Metal affinity-carboxymethyl cellulose functionalized magnetic graphene composite for highly selective isolation of histidine-rich proteins

Abstract

A metal affinity-carboxymethyl cellulose functionalized magnetic graphene, namely MGCI-Cu composite, was prepared by successive modifications of graphene oxide nanosheets with magnetic nanoparticles, carboxymethyl cellulose (CMC), iminodiacetic acid (IDA) and then chelated with copper ions. The successful modifications of the graphene surface were demonstrated by various characterizations, and a high density of 6.17 μmol m−2 for metal affinity groups was obtained. The composite exhibited high adsorption selectivity toward histidine-rich proteins.

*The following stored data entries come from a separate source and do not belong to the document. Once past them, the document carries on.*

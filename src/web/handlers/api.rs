use actix_web::{HttpResponse, Responder, get};

use eksdocs::content::FEATURE_LIST;
use eksdocs::types::list_features;

#[get("/api/features")]
pub async fn features() -> impl Responder {
    HttpResponse::Ok().json(list_features(&FEATURE_LIST))
}
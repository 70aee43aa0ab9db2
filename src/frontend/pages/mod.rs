//! Page components for the documentation site

mod home;
mod not_found;

pub use home::HomePage;
pub use not_found::NotFound;
use leptos::prelude::*;

use crate::config::SiteConfig;
use crate::frontend::components::{Footer, HomepageFeatures, HomepageHeader};

#[component]
pub fn HomePage(config: SiteConfig) -> impl IntoView {
    let SiteConfig {
        title,
        tagline,
        cta_label,
        cta_href,
        ..
    } = config;

    view! {
        <HomepageHeader
            title=title
            tagline=tagline
            cta_label=cta_label
            cta_href=cta_href
        />
        <main>
            <HomepageFeatures />
        </main>
        <Footer />
    }
}
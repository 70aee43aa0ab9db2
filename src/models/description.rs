use leptos::prelude::*;

/// One piece of a rich text fragment.
#[derive(Debug, Clone, Copy, PartialEq, Eq)]
pub enum Inline {
    Text(&'static str),
    Strong(&'static str),
    Code(&'static str),
    Link {
        href: &'static str,
        label: &'static str,
    },
}

impl Inline {
    /// Visible text of this piece.
    pub fn text(&self) -> &'static str {
        match *self {
            Self::Text(text) | Self::Strong(text) | Self::Code(text) => text,
            Self::Link { label, .. } => label,
        }
    }

    pub fn render(self) -> AnyView {
        match self {
            Self::Text(text) => text.into_any(),
            Self::Strong(text) => view! { <strong>{text}</strong> }.into_any(),
            Self::Code(text) => view! { <code>{text}</code> }.into_any(),
            Self::Link { href, label } => view! { <a href=href>{label}</a> }.into_any(),
        }
    }
}

/// Rich text shown under a feature title.
#[derive(Debug, Clone, Copy, PartialEq, Eq)]
pub struct Description(&'static [Inline]);

impl Description {
    pub const fn new(parts: &'static [Inline]) -> Self {
        Self(parts)
    }

    pub fn parts(&self) -> &'static [Inline] {
        self.0
    }

    pub fn plain_text(&self) -> String {
        self.0.iter().map(Inline::text).collect()
    }

    pub fn is_blank(&self) -> bool {
        self.0.iter().all(|part| part.text().trim().is_empty())
    }

    pub fn render(self) -> impl IntoView {
        self.0.iter().map(|part| part.render()).collect_view()
    }
}
use actix_web::http::header::{HeaderName, HeaderValue};
use actix_web::{
    Error,
    dev::{Service, ServiceRequest, ServiceResponse, Transform},
};
use futures_util::future::{Ready, ok};
use std::future::Future;
use std::pin::Pin;
use std::task::{Context, Poll};

/// Content Security Policy for the static homepage: no scripts, inline SVG
/// icons, stylesheet served from `/static`.
const CONTENT_SECURITY_POLICY: &str =
    "default-src 'self'; script-src 'none'; style-src 'self'; img-src 'self' data:; frame-ancestors 'none'";

const SECURITY_HEADERS: [(&str, &str); 4] = [
    ("x-frame-options", "DENY"),
    ("x-content-type-options", "nosniff"),
    ("referrer-policy", "strict-origin-when-cross-origin"),
    ("content-security-policy", CONTENT_SECURITY_POLICY),
];

/// Security headers middleware
pub struct SecurityHeaders;

impl<S, B> Transform<S, ServiceRequest> for SecurityHeaders
where
    S: Service<ServiceRequest, Response = ServiceResponse<B>, Error = Error>,
    S::Future: 'static,
    B: 'static,
{
    type Response = ServiceResponse<B>;
    type Error = Error;
    type Transform = SecurityHeadersMiddleware<S>;
    type InitError = ();
    type Future = Ready<Result<Self::Transform, Self::InitError>>;

    fn new_transform(&self, service: S) -> Self::Future {
        ok(SecurityHeadersMiddleware { service })
    }
}

pub struct SecurityHeadersMiddleware<S> {
    service: S,
}

impl<S, B> Service<ServiceRequest> for SecurityHeadersMiddleware<S>
where
    S: Service<ServiceRequest, Response = ServiceResponse<B>, Error = Error>,
    S::Future: 'static,
    B: 'static,
{
    type Response = ServiceResponse<B>;
    type Error = Error;
    type Future = Pin<Box<dyn Future<Output = Result<Self::Response, Self::Error>>>>;

    fn poll_ready(&self, cx: &mut Context<'_>) -> Poll<Result<(), Self::Error>> {
        self.service.poll_ready(cx)
    }

    fn call(&self, req: ServiceRequest) -> Self::Future {
        let fut = self.service.call(req);

        Box::pin(async move {
            let mut res = fut.await?;

            let headers = res.headers_mut();
            for (name, value) in SECURITY_HEADERS {
                headers.insert(
                    HeaderName::from_static(name),
                    HeaderValue::from_static(value),
                );
            }

            Ok(res)
        })
    }
}
pub mod handlers;
pub mod helpers;
pub mod middleware;
pub mod routes;
pub mod state;
pub mod templates;

pub use state::AppState;
//! Site configuration read from the environment.

use std::net::SocketAddr;
use std::path::PathBuf;

use crate::common::ConfigError;

pub const DEFAULT_BIND_ADDR: &str = "0.0.0.0:8080";
pub const DEFAULT_TITLE: &str = "Amazon EKS Guide";
pub const DEFAULT_TAGLINE: &str = "Patterns and practices for running Kubernetes on AWS";
pub const DEFAULT_CTA_LABEL: &str = "Get Started";
pub const DEFAULT_CTA_HREF: &str = "/docs/intro";
pub const DEFAULT_STATIC_DIR: &str = "./static";

#[derive(Debug, Clone, PartialEq, Eq)]
pub struct SiteConfig {
    pub bind_addr: SocketAddr,
    pub title: String,
    pub tagline: String,
    pub cta_label: String,
    pub cta_href: String,
    pub static_dir: PathBuf,
}

impl Default for SiteConfig {
    fn default() -> Self {
        Self {
            bind_addr: SocketAddr::from(([0, 0, 0, 0], 8080)),
            title: DEFAULT_TITLE.to_string(),
            tagline: DEFAULT_TAGLINE.to_string(),
            cta_label: DEFAULT_CTA_LABEL.to_string(),
            cta_href: DEFAULT_CTA_HREF.to_string(),
            static_dir: PathBuf::from(DEFAULT_STATIC_DIR),
        }
    }
}

impl SiteConfig {
    pub fn from_env() -> Result<Self, ConfigError> {
        Self::from_lookup(|key| std::env::var(key).ok())
    }

    /// Builds the config from an arbitrary key lookup. Blank values count as
    /// unset.
    pub fn from_lookup<F>(lookup: F) -> Result<Self, ConfigError>
    where
        F: Fn(&str) -> Option<String>,
    {
        let get = |key: &str, default: &str| {
            lookup(key)
                .map(|s| s.trim().to_string())
                .filter(|s| !s.is_empty())
                .unwrap_or_else(|| default.to_string())
        };

        let bind_value = get("BIND_ADDR", DEFAULT_BIND_ADDR);
        let bind_addr = bind_value
            .parse()
            .map_err(|source| ConfigError::InvalidBindAddr {
                value: bind_value.clone(),
                source,
            })?;

        Ok(Self {
            bind_addr,
            title: get("SITE_TITLE", DEFAULT_TITLE),
            tagline: get("SITE_TAGLINE", DEFAULT_TAGLINE),
            cta_label: get("SITE_CTA_LABEL", DEFAULT_CTA_LABEL),
            cta_href: get("SITE_CTA_HREF", DEFAULT_CTA_HREF),
            static_dir: PathBuf::from(get("STATIC_DIR", DEFAULT_STATIC_DIR)),
        })
    }
}
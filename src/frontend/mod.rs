//! Server-side rendering of the site pages to HTML strings.

pub mod components;
pub mod pages;

use leptos::prelude::*;
use leptos::tachys::view::RenderHtml;

use crate::config::SiteConfig;
use crate::models::FeatureItem;
use components::HomepageFeatures;
use pages::{HomePage, NotFound};

/// Empty comment leptos places between adjacent dynamic nodes so the client
/// can hydrate them. Nothing hydrates these pages.
const HYDRATION_MARKER: &str = "<!>";

fn to_static_html(view: impl RenderHtml) -> String {
    view.to_html().replace(HYDRATION_MARKER, "")
}

pub fn render_homepage(config: &SiteConfig) -> String {
    let config = config.clone();
    to_static_html(view! { <HomePage config=config /> })
}

pub fn render_features_section(features: &'static [FeatureItem]) -> String {
    to_static_html(view! { <HomepageFeatures features=features /> })
}

pub fn render_not_found() -> String {
    to_static_html(view! { <NotFound /> })
}
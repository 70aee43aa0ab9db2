use leptos::prelude::*;

use crate::models::{GlyphIcon, Renderable};

const NOT_FOUND_ICON: GlyphIcon = GlyphIcon("🧭");

#[component]
pub fn NotFound() -> impl IntoView {
    view! {
        <main class="not-found">
            <div class="container">
                {NOT_FOUND_ICON.render("not-found__icon", "Page not found")}
                <h1>"Page Not Found"</h1>
                <p>"We could not find what you were looking for."</p>
                <a class="button" href="/">"Back to the homepage"</a>
            </div>
        </main>
    }
}
//! The features highlighted on the homepage, in display order.

use crate::common::FeatureError;
use crate::models::{Description, FeatureItem, Inline, SvgIcon};

pub const FEATURE_COUNT: usize = 3;

pub const AMAZON_EKS_ICON: SvgIcon = SvgIcon::new(
    "amazon-eks",
    include_str!("../../static/img/amazon-eks.svg"),
);

pub const EKS_AUTO_MODE_ICON: SvgIcon = SvgIcon::new(
    "amazon-eks-auto-mode",
    include_str!("../../static/img/amazon-eks-auto-mode.svg"),
);

pub const EKS_CAPABILITIES_ICON: SvgIcon = SvgIcon::new(
    "amazon-eks-capabilities",
    include_str!("../../static/img/amazon-eks-capabilities.svg"),
);

pub static FEATURE_LIST: [FeatureItem; FEATURE_COUNT] = [
    FeatureItem {
        title: "Amazon EKS",
        icon: &AMAZON_EKS_ICON,
        description: Description::new(&[Inline::Text(
            "Amazon Elastic Kubernetes Service (EKS) provides a fully managed \
             Kubernetes service that eliminates the complexity of operating Kubernetes clusters",
        )]),
    },
    FeatureItem {
        title: "EKS Auto Mode",
        icon: &EKS_AUTO_MODE_ICON,
        description: Description::new(&[Inline::Text(
            "With the Auto Mode feature, EKS extends its control to manage nodes on the data plane. \
             This includes automatically provisioning infrastructure, selecting optimal compute \
             instances, dynamically scaling resources and more.",
        )]),
    },
    FeatureItem {
        title: "EKS Capabilities",
        icon: &EKS_CAPABILITIES_ICON,
        description: Description::new(&[Inline::Text(
            "Amazon EKS Capabilities is a layered set of fully managed cluster features that \
             help accelerate developer velocity and offload the complexity of building and \
             scaling with Kubernetes",
        )]),
    },
];

/// Checks the list shape (exactly [`FEATURE_COUNT`] entries) and every entry.
pub fn validate_feature_list(features: &[FeatureItem]) -> Result<(), FeatureError> {
    if features.len() != FEATURE_COUNT {
        return Err(FeatureError::WrongCount {
            expected: FEATURE_COUNT,
            found: features.len(),
        });
    }

    features
        .iter()
        .enumerate()
        .try_for_each(|(position, item)| item.validate(position))
}
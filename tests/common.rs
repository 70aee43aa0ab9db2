#![allow(dead_code)]

use scraper::{ElementRef, Html, Selector};

use eksdocs::content::FEATURE_LIST;
use eksdocs::models::{Description, FeatureItem, GlyphIcon, Inline};

pub const COLUMN_SELECTOR: &str = "section.features div.row > div.col.col--4";

pub static ROCKET_ICON: GlyphIcon = GlyphIcon("🚀");
pub static BLANK_ICON: GlyphIcon = GlyphIcon(" ");

/// Text of one rendered feature column.
#[derive(Debug, Clone, PartialEq, Eq)]
pub struct Column {
    pub position: Option<String>,
    pub title: String,
    pub description: String,
}

impl Column {
    /// Title and description, without the position marker.
    pub fn content(&self) -> (String, String) {
        (self.title.clone(), self.description.clone())
    }
}

/// Leaks a list so it can be handed to components expecting `'static` data.
pub fn leak(items: Vec<FeatureItem>) -> &'static [FeatureItem] {
    Box::leak(items.into_boxed_slice())
}

pub fn shipped() -> Vec<FeatureItem> {
    FEATURE_LIST.to_vec()
}

pub fn get_rich_feature() -> FeatureItem {
    FeatureItem {
        title: "Karpenter",
        icon: &ROCKET_ICON,
        description: Description::new(&[
            Inline::Text("Node provisioning with "),
            Inline::Strong("Karpenter"),
            Inline::Text(", configured through "),
            Inline::Code("NodePool"),
            Inline::Text(" resources. See the "),
            Inline::Link {
                href: "/docs/karpenter",
                label: "guide",
            },
            Inline::Text("."),
        ]),
    }
}

pub fn selector(css: &str) -> Selector {
    Selector::parse(css).expect("valid selector")
}

pub fn text_of(element: ElementRef<'_>) -> String {
    element.text().collect()
}

/// Number of elements in `html` matching `css`.
pub fn count(html: &str, css: &str) -> usize {
    Html::parse_fragment(html).select(&selector(css)).count()
}

/// Text of every element matching `css`, in document order.
pub fn texts(html: &str, css: &str) -> Vec<String> {
    Html::parse_fragment(html)
        .select(&selector(css))
        .map(text_of)
        .collect()
}

/// Feature columns of the section, in document order.
pub fn columns(html: &str) -> Vec<Column> {
    let fragment = Html::parse_fragment(html);
    let title = selector("h3");
    let description = selector("p");

    fragment
        .select(&selector(COLUMN_SELECTOR))
        .map(|column| Column {
            position: column.value().attr("data-feature").map(str::to_string),
            title: column.select(&title).map(text_of).collect(),
            description: column.select(&description).map(text_of).collect(),
        })
        .collect()
}

pub fn positions(columns: &[Column]) -> Vec<Option<&str>> {
    columns.iter().map(|c| c.position.as_deref()).collect()
}
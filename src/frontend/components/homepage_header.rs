use leptos::prelude::*;

#[component]
pub fn HomepageHeader(
    #[prop(into)] title: String,
    #[prop(into)] tagline: String,
    #[prop(into)] cta_label: String,
    #[prop(into)] cta_href: String,
) -> impl IntoView {
    view! {
        <header class="hero hero--primary">
            <div class="container">
                <h1 class="hero__title">{title}</h1>
                <p class="hero__subtitle">{tagline}</p>
                <div class="buttons">
                    <a class="button button--secondary button--lg" href=cta_href>
                        {cta_label}
                    </a>
                </div>
            </div>
        </header>
    }
}
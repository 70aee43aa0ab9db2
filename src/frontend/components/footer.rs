use leptos::prelude::*;

#[component]
pub fn Footer() -> impl IntoView {
    view! {
        <footer class="footer">
            <div class="container text--center">
                <p>"Amazon EKS and the Amazon EKS logo are trademarks of Amazon.com, Inc."</p>
            </div>
        </footer>
    }
}
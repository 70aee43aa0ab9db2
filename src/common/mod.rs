pub use errors::*;

mod errors;
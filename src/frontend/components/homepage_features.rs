use leptos::prelude::*;

use crate::content::FEATURE_LIST;
use crate::frontend::components::Feature;
use crate::models::FeatureItem;

/// Feature section: one column per entry, in list order.
#[component]
pub fn HomepageFeatures(
    #[prop(default = &FEATURE_LIST[..])] features: &'static [FeatureItem],
) -> impl IntoView {
    view! {
        <section class="features">
            <div class="container">
                <div class="row">
                    {features
                        .iter()
                        .enumerate()
                        .map(|(idx, item)| view! { <Feature item=*item position=idx /> })
                        .collect_view()}
                </div>
            </div>
        </section>
    }
}
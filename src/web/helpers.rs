use actix_web::HttpResponse;
use actix_web::http::StatusCode;
use askama::Template;

pub fn render<T: Template>(status: StatusCode, t: T) -> HttpResponse {
    match t.render() {
        Ok(body) => HttpResponse::build(status)
            .content_type("text/html; charset=utf-8")
            .body(body),
        Err(e) => {
            log::error!("Template error: {}", e);
            HttpResponse::InternalServerError()
                .content_type("text/plain; charset=utf-8")
                .body(format!("Template error: {e}"))
        }
    }
}
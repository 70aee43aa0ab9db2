use actix_web::http::StatusCode;
use actix_web::{HttpResponse, Responder, get, web};

use eksdocs::frontend;

use crate::web::helpers::render;
use crate::web::state::AppState;
use crate::web::templates::SiteLayoutTemplate;

#[get("/")]
pub async fn index(state: web::Data<AppState>) -> impl Responder {
    let config = &state.config;
    render(
        StatusCode::OK,
        SiteLayoutTemplate {
            title: config.title.clone(),
            description: config.tagline.clone(),
            body: frontend::render_homepage(config),
        },
    )
}

pub async fn not_found(state: web::Data<AppState>) -> HttpResponse {
    render(
        StatusCode::NOT_FOUND,
        SiteLayoutTemplate {
            title: format!("Page Not Found | {}", state.config.title),
            description: state.config.tagline.clone(),
            body: frontend::render_not_found(),
        },
    )
}
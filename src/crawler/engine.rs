//! The concurrent traversal engine
//!
//! This module contains the crawl's core state machine:
//! - the frontier queue of (URL, depth) pairs awaiting dispatch
//! - the atomic claim that guarantees each URL is fetched at most once
//! - a semaphore-bounded pool of fetch workers harvested through a JoinSet
//! - termination when the frontier is empty and no worker is outstanding
//!
//! Per URL the lifecycle is unseen -> dispatched -> visited. "Unseen" is
//! absence from the visited set, "dispatched" lasts while a worker holds the
//! claim, and "visited" is terminal: the URL owns a graph entry, empty if
//! its fetch failed.

use crate::config::{validate, CrawlConfig};
use crate::crawler::fetcher::{HttpFetcher, PageFetcher};
use crate::crawler::parser::extract_links;
use crate::output::CrawlStats;
use crate::state::CrawlStore;
use crate::url::{is_within_domain, normalize_link};
use crate::{LinkmapError, UrlGraph};
use std::collections::{HashSet, VecDeque};
use std::sync::{Arc, Mutex};
use std::time::Instant;
use tokio::sync::Semaphore;
use tokio::task::JoinSet;
use url::Url;

/// A unit of pending work: a URL awaiting fetch, and the depth at which it
/// was discovered. Consumed exactly once at dispatch.
#[derive(Debug, Clone, PartialEq, Eq)]
pub struct FrontierEntry {
    pub url: String,
    pub depth: u32,
}

/// The result of a finished crawl
#[derive(Debug)]
pub struct CrawlOutcome {
    pub graph: UrlGraph,
    pub stats: CrawlStats,
}

/// The traversal engine
///
/// Owns the frontier and dispatches fetch-and-extract work across a bounded
/// pool of concurrent workers. The visited set and the growing graph live in
/// a single mutex-guarded [`CrawlStore`] shared with the workers; locks are
/// held only for map operations, never across an await.
pub struct Engine {
    config: CrawlConfig,
    base: Url,
    fetcher: Arc<dyn PageFetcher>,
    store: Arc<Mutex<CrawlStore>>,
    semaphore: Arc<Semaphore>,
}

impl Engine {
    /// Creates an engine with the default HTTP fetcher
    ///
    /// # Arguments
    ///
    /// * `config` - The validated-on-entry crawl configuration
    ///
    /// # Returns
    ///
    /// * `Ok(Engine)` - Ready to run
    /// * `Err(LinkmapError)` - Invalid configuration or client build failure
    pub fn new(config: CrawlConfig) -> Result<Self, LinkmapError> {
        let fetcher = HttpFetcher::new(config.fetch_timeout)?;
        Self::with_fetcher(config, Arc::new(fetcher))
    }

    /// Creates an engine with a caller-supplied page fetcher
    pub fn with_fetcher(
        config: CrawlConfig,
        fetcher: Arc<dyn PageFetcher>,
    ) -> Result<Self, LinkmapError> {
        validate(&config)?;
        let base = Url::parse(&config.start_url)?;
        let semaphore = Arc::new(Semaphore::new(config.concurrency));

        Ok(Self {
            config,
            base,
            fetcher,
            store: Arc::new(Mutex::new(CrawlStore::new())),
            semaphore,
        })
    }

    /// Runs the crawl to completion
    ///
    /// Seeds the frontier with the normalized starting URL at depth 0, then
    /// alternates between dispatching ready frontier entries and harvesting
    /// finished workers until both the frontier and the worker set are
    /// empty. Per-URL fetch failures are contained in their worker; only
    /// configuration and worker-pool failures surface here.
    pub async fn run(self) -> Result<CrawlOutcome, LinkmapError> {
        let started = Instant::now();

        let seed = normalize_link(&self.base, self.base.as_str())?;
        tracing::info!(
            start = %seed,
            max_depth = self.config.max_depth,
            concurrency = self.config.concurrency,
            "starting crawl"
        );

        let mut frontier: VecDeque<FrontierEntry> = VecDeque::new();
        frontier.push_back(FrontierEntry { url: seed, depth: 0 });

        let mut workers: JoinSet<Vec<FrontierEntry>> = JoinSet::new();

        while !frontier.is_empty() || !workers.is_empty() {
            // Dispatch every ready entry, waiting on a permit whenever all
            // worker slots are busy.
            while let Some(entry) = frontier.pop_front() {
                if entry.depth > self.config.max_depth {
                    tracing::debug!(url = %entry.url, depth = entry.depth, "beyond depth limit");
                    continue;
                }

                // Atomic test-and-set on the visited set. This is the only
                // gate against double fetches; entries that lose the race
                // are discarded here.
                if !self.store.lock().unwrap().claim(&entry.url) {
                    continue;
                }

                let permit = self
                    .semaphore
                    .clone()
                    .acquire_owned()
                    .await
                    .map_err(|e| LinkmapError::WorkerPool(e.to_string()))?;

                let fetcher = Arc::clone(&self.fetcher);
                let store = Arc::clone(&self.store);
                let base = self.base.clone();

                workers.spawn(async move {
                    let _permit = permit;
                    process_page(fetcher.as_ref(), &store, &base, entry).await
                });
            }

            // Harvest one finished worker and merge its children into the
            // frontier before dispatching again.
            if let Some(joined) = workers.join_next().await {
                match joined {
                    Ok(children) => frontier.extend(children),
                    Err(err) => tracing::error!(error = %err, "crawl worker aborted"),
                }
            }
        }

        let store = std::mem::take(&mut *self.store.lock().unwrap());
        let (graph, fetch_failures) = store.into_parts();
        let stats = CrawlStats {
            pages_visited: graph.len(),
            links_recorded: graph.link_count(),
            fetch_failures,
            duration: started.elapsed(),
        };
        tracing::info!(%stats, "crawl complete");

        Ok(CrawlOutcome { graph, stats })
    }
}

/// Fetches one claimed URL and reports the next frontier entries
///
/// On fetch failure the page is recorded with an empty outbound list and no
/// children are returned; the failure never escapes the worker. On success
/// the extracted links are normalized, deduplicated within the page in
/// first-seen order, recorded as the page's outbound list, and the
/// in-domain ones that look unvisited come back as depth + 1 children.
async fn process_page(
    fetcher: &dyn PageFetcher,
    store: &Mutex<CrawlStore>,
    base: &Url,
    entry: FrontierEntry,
) -> Vec<FrontierEntry> {
    let FrontierEntry { url, depth } = entry;
    tracing::debug!(%url, depth, "fetching");

    let body = match fetcher.fetch(&url).await {
        Ok(body) => body,
        Err(err) => {
            tracing::warn!(%url, error = %err, "fetch failed, page recorded without links");
            store.lock().unwrap().record_failure(&url);
            return Vec::new();
        }
    };

    let mut outbound = Vec::new();
    let mut seen_on_page = HashSet::new();
    let mut children = Vec::new();

    for raw in extract_links(&body) {
        let normalized = match normalize_link(base, &raw) {
            Ok(normalized) => normalized,
            Err(err) => {
                tracing::trace!(%url, link = %raw, error = %err, "dropping link");
                continue;
            }
        };

        if !seen_on_page.insert(normalized.clone()) {
            continue;
        }

        // The visited pre-check only trims obvious duplicates; a child that
        // races past it is still caught by the claim at dispatch.
        if is_within_domain(base, &normalized) && !store.lock().unwrap().is_visited(&normalized) {
            children.push(FrontierEntry {
                url: normalized.clone(),
                depth: depth + 1,
            });
        }

        outbound.push(normalized);
    }

    store.lock().unwrap().record_page(&url, outbound);
    children
}

#[cfg(test)]
mod tests {
    use super::*;
    use crate::ConfigError;
    use async_trait::async_trait;

    struct NoPages;

    #[async_trait]
    impl PageFetcher for NoPages {
        async fn fetch(&self, _url: &str) -> Result<String, crate::FetchError> {
            Ok(String::new())
        }
    }

    #[test]
    fn test_invalid_config_rejected_before_any_fetch() {
        let mut config = CrawlConfig::new("https://example.com");
        config.concurrency = 0;

        let result = Engine::with_fetcher(config, Arc::new(NoPages));
        assert!(matches!(
            result,
            Err(LinkmapError::Config(ConfigError::InvalidConcurrency))
        ));
    }

    #[tokio::test]
    async fn test_single_page_crawl() {
        let config = CrawlConfig::new("https://example.com");
        let engine = Engine::with_fetcher(config, Arc::new(NoPages)).unwrap();

        let outcome = engine.run().await.unwrap();
        assert_eq!(outcome.graph.len(), 1);
        assert_eq!(outcome.graph.outbound("https://example.com"), Some(&[][..]));
        assert_eq!(outcome.stats.pages_visited, 1);
        assert_eq!(outcome.stats.fetch_failures, 0);
    }

    #[tokio::test]
    async fn test_seed_is_normalized_before_dispatch() {
        let config = CrawlConfig::new("http://EXAMPLE.com/");
        let engine = Engine::with_fetcher(config, Arc::new(NoPages)).unwrap();

        let outcome = engine.run().await.unwrap();
        assert!(outcome.graph.contains("https://example.com"));
    }
}
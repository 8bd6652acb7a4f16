//! Link extraction from raw HTML
//!
//! Pulls the raw `href`/`src` attribute values out of anchor, link, script,
//! and image elements. Nothing is filtered here: off-domain, malformed, and
//! non-HTTP links all pass through, because filtering is the traversal
//! engine's job via the URL normalizer.

use scraper::{Html, Selector};

/// Element names whose `href`/`src` attributes are harvested, in the order
/// their matches appear in the result.
const LINK_TAGS: &[&str] = &["a", "link", "script", "img"];

/// Extracts every candidate link string from an HTML document
///
/// Returns the raw attribute values grouped by element kind (all anchors
/// first, then `link`, `script`, `img`), each group in document order. For
/// each element, `href` is read first, falling back to `src`. Content with
/// no such elements, including non-HTML garbage, yields an empty list
/// rather than an error.
///
/// # Examples
///
/// ```
/// use linkmap::crawler::extract_links;
///
/// let html = r#"<a href="/page2">two</a><img src="/logo.png">"#;
/// assert_eq!(extract_links(html), vec!["/page2", "/logo.png"]);
/// ```
pub fn extract_links(html: &str) -> Vec<String> {
    let document = Html::parse_document(html);
    let mut links = Vec::new();

    for tag in LINK_TAGS {
        let Ok(selector) = Selector::parse(tag) else {
            continue;
        };

        for element in document.select(&selector) {
            let value = element
                .value()
                .attr("href")
                .or_else(|| element.value().attr("src"));

            if let Some(value) = value {
                links.push(value.to_string());
            }
        }
    }

    links
}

The adsorption was governed by strong metal affinity binding force between hisitidine residues of proteins and immobilized Cu2+ ions of MGCI-Cu composite. In particular, highly selective isolation of hemoglobin (Hb) was achieved in 0.2 mol L−1 phosphate buffer at pH 8. The adsorption capacity of Hb significantly increased to 769 mg g−1 in comparison to that of 435 mg g−1 on metal affinity modified magnetic graphene composite (MGI-Cu) without CMC modification. The adsorbed Hb molecules were recovered with a carbonate buffer (0.2 mol L−1 pH 10) containing 0.5 mol L−1 imidazole. MGCI-Cu composite displayed favorable reusability for at least four times after regeneration of the composite by edetic acid (EDTA) and Cu2+ solution. The practical applications demonstrated that MGCI-Cu composite could highly selectively isolate Hb from human whole blood and polyhistidine-tagged recombinant protein from Escherichia coli (E. coli) lysate.